Personal information
- Nationality: Slovak
- Born: 14 May 1972 (age 54) Žiar nad Hronom, Czechoslovakia

Medal record
Representing Slovakia
Summer Paralympic Games
Men's para-athletics (P13)
| Bronze medal – third place | 2000 Sydney | Pentathlon – P13 |
Winter Paralympic Games
Men's para-alpine skiing (B3)
| Bronze medal – third place | 2002 Salt Lake City | Slalom – B3 |

= Norbert Holík =

Slovak Paralympic athlete (born 1972)

Norbert Holík (born 14 May 1972 in Žiar nad Hronom) is a Paralympian athlete from Slovakia who competes mainly in category P13 pentathlon events.

==Biography==
He competed in the 2000 Summer Paralympics in Sydney, Australia. There he won a bronze medal in the men's Pentathlon – P13 event.
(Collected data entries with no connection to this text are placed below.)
use std::fmt;

use serde::{Deserialize, Serialize};

use crate::validation::{self, ValidationError};

use super::Entity;

/// A deployable application image.
#[derive(Debug, Clone, Default, PartialEq, Serialize, Deserialize)]
pub struct Application {
    /// Record id.
    #[serde(default)]
    pub id: String,
    /// One of `container`, `vm`.
    #[serde(rename = "type", default)]
    pub kind: String,
    /// Operator-facing name.
    #[serde(default)]
    pub name: String,
    /// Publishing vendor.
    #[serde(default)]
    pub vendor: String,
    /// Free-form description.
    #[serde(default)]
    pub description: String,
    /// Application version string.
    #[serde(default)]
    pub version: String,
    /// CPU cores requested; 1..=8.
    #[serde(default)]
    pub cores: i64,
    /// Memory requested in MB; 1..=16384.
    #[serde(default)]
    pub memory: i64,
    /// Ports the application exposes.
    #[serde(default)]
    pub ports: Vec<PortSpec>,
    /// Image source URI.
    #[serde(default)]
    pub source: String,
}

/// A port exposed by an application.
#[derive(Debug, Clone, Default, PartialEq, Serialize, Deserialize)]
pub struct PortSpec {
    /// Exposed port; 1..=65535.
    #[serde(default)]
    pub port: i64,
    /// One of `tcp`, `udp`, `icmp`, `sctp`, `all`.
    #[serde(default)]
    pub protocol: String,
}

impl PortSpec {
    fn validate(&self) -> validation::Result {
        if self.port < 1 || self.port > 65535 {
            return Err(ValidationError::new("port must be in [1..65535]"));
        }
        match self.protocol.as_str() {
            "tcp" | "udp" | "icmp" | "sctp" | "all" => Ok(()),
            _ => Err(ValidationError::new(
                "protocol must be one of [tcp, udp, icmp, sctp, all]",
            )),
        }
    }
}

impl Entity for Application {
    fn table_name(&self) -> &'static str {
        "apps"
    }

    fn id(&self) -> &str {
        &self.id
    }

    fn set_id(&mut self, id: String) {
        self.id = id;
    }

    fn validate(&self) -> validation::Result {
        if !validation::valid_uuid(&self.id) {
            return Err(ValidationError::new("id not a valid uuid"));
        }
        match self.kind.as_str() {
            "container" | "vm" => {}
            _ => return Err(ValidationError::new("type must be container or vm")),
        }
        if self.name.is_empty() {
            return Err(ValidationError::new("name cannot be empty"));
        }
        if self.vendor.is_empty() {
            return Err(ValidationError::new("vendor cannot be empty"));
        }
        if self.version.is_empty() {
            return Err(ValidationError::new("version cannot be empty"));
        }
        if self.cores < 1 || self.cores > 8 {
            return Err(ValidationError::new("cores must be in [1..8]"));
        }
        if self.memory < 1 || self.memory > 16384 {
            return Err(ValidationError::new("memory must be in [1..16384]"));
        }
        for (i, port) in self.ports.iter().enumerate() {
            port.validate()
                .map_err(|err| err.prefixed(format_args!("ports[{i}]")))?;
        }
        if self.source.is_empty() {
            return Err(ValidationError::new("source cannot be empty"));
        }
        Ok(())
    }

    fn filter_fields(&self) -> &'static [&'static str] {
        &["type"]
    }

    fn field(&self, name: &str) -> Option<String> {
        match name {
            "type" => Some(self.kind.clone()),
            _ => None,
        }
    }
}

impl fmt::Display for Application {
    fn fmt(&self, f: &mut fmt::Formatter<'_>) -> fmt::Result {
        write!(
            f,
            "App[\n    ID: {}\n    Type: {}\n    Name: {}\n    Version: {}\n    Vendor: {}\n    Cores: {}\n    Memory: {}\n    Source: {}\n]",
            self.id, self.kind, self.name, self.version, self.vendor, self.cores, self.memory,
            self.source
        )
    }
}

#[cfg(test)]
mod tests {
    use super::*;

    fn app() -> Application {
        Application {
            id: "99459845-422d-4b32-8395-e8f50fd34792".into(),
            kind: "container".into(),
            name: "sensor-ingest".into(),
            vendor: "smart edge".into(),
            description: String::new(),
            version: "1.2.0".into(),
            cores: 2,
            memory: 1024,
            ports: vec![PortSpec {
                port: 8080,
                protocol: "tcp".into(),
            }],
            source: "https://registry.local/sensor-ingest:1.2.0".into(),
        }
    }

    #[test]
    fn valid_app_passes() {
        assert!(app().validate().is_ok());
    }

    #[test]
    fn type_is_constrained() {
        let mut a = app();
        a.kind = "unikernel".into();
        assert_eq!(
            a.validate().unwrap_err().to_string(),
            "type must be container or vm"
        );
    }

    #[test]
    fn resource_bounds() {
        let mut a = app();
        a.cores = 0;
        assert_eq!(
            a.validate().unwrap_err().to_string(),
            "cores must be in [1..8]"
        );

        let mut a = app();
        a.memory = 32768;
        assert_eq!(
            a.validate().unwrap_err().to_string(),
            "memory must be in [1..16384]"
        );
    }

    #[test]
    fn port_errors_are_indexed() {
        let mut a = app();
        a.ports[0].port = 0;
        assert_eq!(
            a.validate().unwrap_err().to_string(),
            "ports[0].port must be in [1..65535]"
        );
    }
}
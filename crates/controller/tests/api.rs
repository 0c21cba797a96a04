//! REST surface tests over the in-memory store and a fake agent.

#[path = "support/common.rs"]
mod support;

use axum::http::StatusCode;
use uuid::Uuid;

use common::entities::{self as entities, Kind, NetworkInterface, Record};
use controller::persistence::interface_key;
use support::{
    ack_agent, create_node, expect_status, get_request, json_request, send, test_app,
};

#[tokio::test]
async fn post_nodes_assigns_a_uuid() {
    let app = test_app();
    let id = create_node(&app.router, "abc123").await;
    assert!(Uuid::try_parse(&id).is_ok());

    let response = send(&app.router, get_request(&format!("/nodes/{id}"))).await;
    let text = expect_status(response, StatusCode::OK).await;
    let node: serde_json::Value = serde_json::from_str(&text).unwrap();
    assert_eq!(node["serial"], "abc123");
    assert_eq!(node["location"], "smart edge lab");
}

#[tokio::test]
async fn post_nodes_validation_bodies_are_plain_text() {
    let app = test_app();

    let response = send(&app.router, json_request("POST", "/nodes", r#"{"id":"123"}"#)).await;
    let text = expect_status(response, StatusCode::BAD_REQUEST).await;
    assert_eq!(
        text,
        "Validation failed: id cannot be specified in POST request"
    );

    let response = send(
        &app.router,
        json_request(
            "POST",
            "/nodes",
            r#"{"location":"smart edge lab","serial":"abc123"}"#,
        ),
    )
    .await;
    let text = expect_status(response, StatusCode::BAD_REQUEST).await;
    assert_eq!(text, "Validation failed: name cannot be empty");

    let response = send(
        &app.router,
        json_request("POST", "/nodes", r#"{"name":"node123","serial":"abc123"}"#),
    )
    .await;
    let text = expect_status(response, StatusCode::BAD_REQUEST).await;
    assert_eq!(text, "Validation failed: location cannot be empty");

    let response = send(
        &app.router,
        json_request(
            "POST",
            "/nodes",
            r#"{"name":"node123","location":"smart edge lab"}"#,
        ),
    )
    .await;
    let text = expect_status(response, StatusCode::BAD_REQUEST).await;
    assert_eq!(text, "Validation failed: serial cannot be empty");
}

#[tokio::test]
async fn duplicate_serial_conflicts() {
    let app = test_app();
    create_node(&app.router, "abc123").await;

    let response = send(
        &app.router,
        json_request(
            "POST",
            "/nodes",
            r#"{"name":"other","location":"lab","serial":"abc123"}"#,
        ),
    )
    .await;
    let text = expect_status(response, StatusCode::CONFLICT).await;
    assert_eq!(text, "serial abc123 already in use");
}

#[tokio::test]
async fn unknown_node_is_404() {
    let app = test_app();
    let response = send(
        &app.router,
        get_request("/nodes/99459845-422d-4b32-8395-e8f50fd34792"),
    )
    .await;
    let text = expect_status(response, StatusCode::NOT_FOUND).await;
    assert_eq!(text, "node not found");
}

#[tokio::test]
async fn patch_node_updates_fields() {
    let app = test_app();
    let id = create_node(&app.router, "abc123").await;

    let response = send(
        &app.router,
        json_request(
            "PATCH",
            &format!("/nodes/{id}"),
            r#"{"name":"node123","location":"rooftop cabinet","serial":"abc123"}"#,
        ),
    )
    .await;
    expect_status(response, StatusCode::OK).await;

    let response = send(&app.router, get_request(&format!("/nodes/{id}"))).await;
    let node: serde_json::Value =
        serde_json::from_str(&expect_status(response, StatusCode::OK).await).unwrap();
    assert_eq!(node["location"], "rooftop cabinet");

    let response = send(
        &app.router,
        json_request(
            "PATCH",
            &format!("/nodes/{id}"),
            r#"{"name":"node123","location":"rooftop cabinet"}"#,
        ),
    )
    .await;
    let text = expect_status(response, StatusCode::BAD_REQUEST).await;
    assert_eq!(text, "Validation failed: serial cannot be empty");
}

#[tokio::test]
async fn node_delete_with_dns_binding_is_422_naming_the_join_table() {
    let app = test_app();
    let node_id = create_node(&app.router, "abc123").await;

    app.state
        .store
        .create(Record::NodeDnsConfig(entities::NodeDnsConfig {
            id: Uuid::new_v4().to_string(),
            node_id: node_id.clone(),
            dns_config_id: Uuid::new_v4().to_string(),
        }))
        .await
        .expect("join row");

    let response = send(
        &app.router,
        json_request("DELETE", &format!("/nodes/{node_id}"), ""),
    )
    .await;
    let text = expect_status(response, StatusCode::UNPROCESSABLE_ENTITY).await;
    assert_eq!(
        text,
        format!("cannot delete node_id {node_id}: record in use in nodes_dns_configs")
    );
}

#[tokio::test]
async fn traffic_policy_validation_error_carries_the_field_path() {
    let app = test_app();
    let body = r#"{
        "name": "bad-policy",
        "traffic_rules": [{
            "description": "x",
            "priority": 5,
            "source": {
                "ip_filter": {
                    "address": "223.1.1.0",
                    "mask": 24,
                    "begin_port": -1,
                    "end_port": 80,
                    "protocol": "tcp"
                }
            },
            "target": {"action": "drop"}
        }]
    }"#;
    let response = send(&app.router, json_request("POST", "/traffic_policies", body)).await;
    let text = expect_status(response, StatusCode::BAD_REQUEST).await;
    assert_eq!(
        text,
        "Validation failed: rules[0].source.ip_filter.begin_port must be in [0..65535]"
    );
}

#[tokio::test]
async fn traffic_policy_delete_blocked_by_interface_binding() {
    let app = test_app();
    let node_id = create_node(&app.router, "abc123").await;

    let policy_body = r#"{
        "name": "ok-policy",
        "traffic_rules": [{
            "priority": 5,
            "source": {"ip_filter": {
                "address": "223.1.1.0", "mask": 24,
                "begin_port": 80, "end_port": 80, "protocol": "tcp"
            }},
            "target": {"action": "drop"}
        }]
    }"#;
    let response = send(
        &app.router,
        json_request("POST", "/traffic_policies", policy_body),
    )
    .await;
    let created: serde_json::Value =
        serde_json::from_str(&expect_status(response, StatusCode::CREATED).await).unwrap();
    let policy_id = created["id"].as_str().unwrap().to_string();

    app.state
        .store
        .create(Record::NodeInterfaceTrafficPolicy(
            entities::NodeInterfaceTrafficPolicy {
                id: Uuid::new_v4().to_string(),
                node_id,
                interface_id: "if0".into(),
                traffic_policy_id: policy_id.clone(),
            },
        ))
        .await
        .expect("binding");

    let response = send(
        &app.router,
        json_request("DELETE", &format!("/traffic_policies/{policy_id}"), ""),
    )
    .await;
    let text = expect_status(response, StatusCode::UNPROCESSABLE_ENTITY).await;
    assert_eq!(
        text,
        format!(
            "cannot delete traffic_policy_id {policy_id}: \
             record in use in nodes_interfaces_traffic_policies"
        )
    );
}

fn interface(node_id: &str, if_id: &str) -> NetworkInterface {
    NetworkInterface {
        id: if_id.into(),
        node_id: node_id.into(),
        description: String::new(),
        driver: "kernel".into(),
        kind: "none".into(),
        mac_address: String::new(),
        vlan: 0,
        zones: vec![],
        fallback_interface: String::new(),
    }
}

async fn seed_interfaces(app: &support::TestApp, node_id: &str, ids: &[&str]) {
    let records = ids
        .iter()
        .map(|if_id| Record::NetworkInterface(interface(node_id, if_id)))
        .collect();
    app.state.store.bulk_update(records).await.expect("seed");
}

#[tokio::test]
async fn partial_interface_update_is_rejected_and_mutates_nothing() {
    let app = test_app();
    let node_id = create_node(&app.router, "abc123").await;
    seed_interfaces(&app, &node_id, &["if0", "if1", "if2", "if3"]).await;
    ack_agent(&app.state, Uuid::try_parse(&node_id).unwrap()).await;

    let body = serde_json::to_string(&vec![interface(&node_id, "if0")]).unwrap();
    let response = send(
        &app.router,
        json_request("PATCH", &format!("/nodes/{node_id}/interfaces"), &body),
    )
    .await;
    let text = expect_status(response, StatusCode::INTERNAL_SERVER_ERROR).await;
    assert!(
        text.ends_with("Network Interface if1 missing from request"),
        "unexpected body: {text}"
    );

    // Interfaces unchanged.
    let response = send(
        &app.router,
        get_request(&format!("/nodes/{node_id}/interfaces")),
    )
    .await;
    let listed: Vec<NetworkInterface> =
        serde_json::from_str(&expect_status(response, StatusCode::OK).await).unwrap();
    assert_eq!(listed.len(), 4);
}

#[tokio::test]
async fn full_interface_update_reaches_the_agent_and_persists() {
    let app = test_app();
    let node_id = create_node(&app.router, "abc123").await;
    seed_interfaces(&app, &node_id, &["if0", "if1"]).await;
    let mut commands = ack_agent(&app.state, Uuid::try_parse(&node_id).unwrap()).await;

    let mut updated = vec![interface(&node_id, "if0"), interface(&node_id, "if1")];
    updated[0].kind = "upstream".into();
    updated[1].kind = "downstream".into();
    let body = serde_json::to_string(&updated).unwrap();

    let response = send(
        &app.router,
        json_request("PATCH", &format!("/nodes/{node_id}/interfaces"), &body),
    )
    .await;
    expect_status(response, StatusCode::OK).await;

    let cmd = commands.recv().await.expect("agent saw the update");
    assert!(matches!(
        cmd.command,
        Some(proto::agent_command::Command::UpdateInterfaces(_))
    ));

    let stored = app
        .state
        .store
        .read(Kind::NetworkInterface, &interface_key(&node_id, "if0"))
        .await
        .expect("read")
        .expect("present");
    assert_eq!(stored.field("node_id").as_deref(), Some(node_id.as_str()));
    let Record::NetworkInterface(stored) = stored else {
        panic!("wrong kind")
    };
    assert_eq!(stored.kind, "upstream");
}

#[tokio::test]
async fn idempotent_interface_patch_is_a_no_op() {
    let app = test_app();
    let node_id = create_node(&app.router, "abc123").await;
    seed_interfaces(&app, &node_id, &["if0", "if1"]).await;
    ack_agent(&app.state, Uuid::try_parse(&node_id).unwrap()).await;

    let response = send(
        &app.router,
        get_request(&format!("/nodes/{node_id}/interfaces")),
    )
    .await;
    let before = expect_status(response, StatusCode::OK).await;

    let response = send(
        &app.router,
        json_request("PATCH", &format!("/nodes/{node_id}/interfaces"), &before),
    )
    .await;
    expect_status(response, StatusCode::OK).await;

    let response = send(
        &app.router,
        get_request(&format!("/nodes/{node_id}/interfaces")),
    )
    .await;
    let after = expect_status(response, StatusCode::OK).await;
    let before: Vec<NetworkInterface> = serde_json::from_str(&before).unwrap();
    let after: Vec<NetworkInterface> = serde_json::from_str(&after).unwrap();
    assert_eq!(before, after);
}

#[tokio::test]
async fn app_binding_lifecycle_round_trip() {
    let app = test_app();
    let node_id = create_node(&app.router, "abc123").await;
    let mut commands = ack_agent(&app.state, Uuid::try_parse(&node_id).unwrap()).await;

    let app_body = r#"{
        "type": "container",
        "name": "sensor-ingest",
        "vendor": "smart edge",
        "description": "",
        "version": "1.2.0",
        "cores": 2,
        "memory": 1024,
        "ports": [{"port": 8080, "protocol": "tcp"}],
        "source": "https://registry.local/sensor-ingest:1.2.0"
    }"#;
    let response = send(&app.router, json_request("POST", "/apps", app_body)).await;
    let created: serde_json::Value =
        serde_json::from_str(&expect_status(response, StatusCode::CREATED).await).unwrap();
    let app_id = created["id"].as_str().unwrap().to_string();

    // Bind (deploys through the dispatcher).
    let response = send(
        &app.router,
        json_request(
            "POST",
            &format!("/nodes/{node_id}/apps"),
            &format!(r#"{{"app_id":"{app_id}"}}"#),
        ),
    )
    .await;
    expect_status(response, StatusCode::CREATED).await;
    let cmd = commands.recv().await.expect("deploy dispatched");
    assert!(matches!(
        cmd.command,
        Some(proto::agent_command::Command::Deploy(_))
    ));

    // Start.
    let response = send(
        &app.router,
        json_request(
            "PATCH",
            &format!("/nodes/{node_id}/apps/{app_id}"),
            r#"{"cmd":"start"}"#,
        ),
    )
    .await;
    expect_status(response, StatusCode::OK).await;
    let cmd = commands.recv().await.expect("start dispatched");
    assert!(matches!(
        cmd.command,
        Some(proto::agent_command::Command::Lifecycle(_))
    ));

    // Unknown command is a 400.
    let response = send(
        &app.router,
        json_request(
            "PATCH",
            &format!("/nodes/{node_id}/apps/{app_id}"),
            r#"{"cmd":"pause"}"#,
        ),
    )
    .await;
    expect_status(response, StatusCode::BAD_REQUEST).await;

    // Unbind (undeploys).
    let response = send(
        &app.router,
        json_request("DELETE", &format!("/nodes/{node_id}/apps/{app_id}"), ""),
    )
    .await;
    expect_status(response, StatusCode::OK).await;
}

#[tokio::test]
async fn dispatch_to_a_known_but_disconnected_node_is_unavailable() {
    let app = test_app();
    let node_id = create_node(&app.router, "abc123").await;
    seed_interfaces(&app, &node_id, &["if0"]).await;
    // No agent registered; the dial must time out.

    let body = serde_json::to_string(&vec![interface(&node_id, "if0")]).unwrap();
    let response = send(
        &app.router,
        json_request("PATCH", &format!("/nodes/{node_id}/interfaces"), &body),
    )
    .await;
    let text = expect_status(response, StatusCode::SERVICE_UNAVAILABLE).await;
    assert!(text.contains("timed out dialing node"), "body: {text}");
}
He also competed at the 2004 Summer Paralympics in Athens, Greece. There he finished sixth in the men's Pentathlon – P13 event. He also competed in alpine skiing at the 2002 Winter Paralympics, 2006 Winter Paralympics and 2010 Winter Paralympics. In Salt Lake City in 2002, Holík won a bronze medal in slalom.